WHY IT MIGHT MAKE THE LIST: Baseball fans calculate a statistic called similarity scores to compare players, often used to determine if a given player would sit comfortably alongside other legends. The greatest players, like Willie Mays or Babe Ruth, aren’t truly similar to anyone, but the ones who come within sniffing distance are all Hall of Famers. So it goes with L’Ange. There isn’t really anything like it, but it sits comfortably on the shelf alongside such subversive classics as Meshes of the Afternoon and Dog Star Man. Every image has been created specifically for the film, but it has heavy echoes of the found-footage assembly of Decasia or the random documentary of Koyaanisqatsi. Michel Chion, writing for Cahiers du cinema at the time of L’Ange’s debut at Cannes, described the film as “A 2001 produced under the same conditions as Eraserhead.” Whatever L’Ange may be, it keeps good company with some of the most legendarily strange movies ever made.
COMMENTS: In the video to one of my all-time favorite songs, They Might Be Giants’ transcendent “Birdhouse In Your Soul,” director Adam Bernstein plays with the theme of light to reflect the tunes narrator, a nightlight. In one particularly memorable image, John Linnell (the accordion-playing half of the duo) is captured in a light that repeatedly fades out only to spring back to life. After a moment, it becomes clear that Linnell himself is responsible for the light show; a dimmer switch on the arm of his chair allows him to control the illumination, and he is mischievously turning the lights out on his own performance.
I assume that this moment popped into my head while watching Patrick Bokanowski’s challenging feature because of the frequent interplay of light and dark. But I also contend that a similar spirit of mischief is woven throughout this movie.
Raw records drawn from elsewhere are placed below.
//! Routes (read-only lookup, keyed by code).

use sea_orm::entity::prelude::*;
use serde::{Deserialize, Serialize};

#[derive(Clone, Debug, PartialEq, Eq, Serialize, Deserialize, DeriveEntityModel)]
#[sea_orm(table_name = "routes")]
pub struct Model {
    #[sea_orm(primary_key, auto_increment = false)]
    pub code: String,
    pub name: String,
    pub active: bool,
}

#[derive(Copy, Clone, Debug, EnumIter, DeriveRelation)]
pub enum Relation {}

impl ActiveModelBehavior for ActiveModel {}

pub type Route = Model;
As harsh sepia-toned beams burst through the center of the screen only to be replaced with sequences that mimic the stage but repeat at random angles and speeds, you quickly begin to suspect that Bokanowski is playing with his audience, like a cat with a mouse.
Having made an impression with his first two short films, La Femme qui se poudre and Déjeuner du matin, he clearly decided that a feature Continue reading APOCRYPHA CANDIDATE: L’ANGE (1982)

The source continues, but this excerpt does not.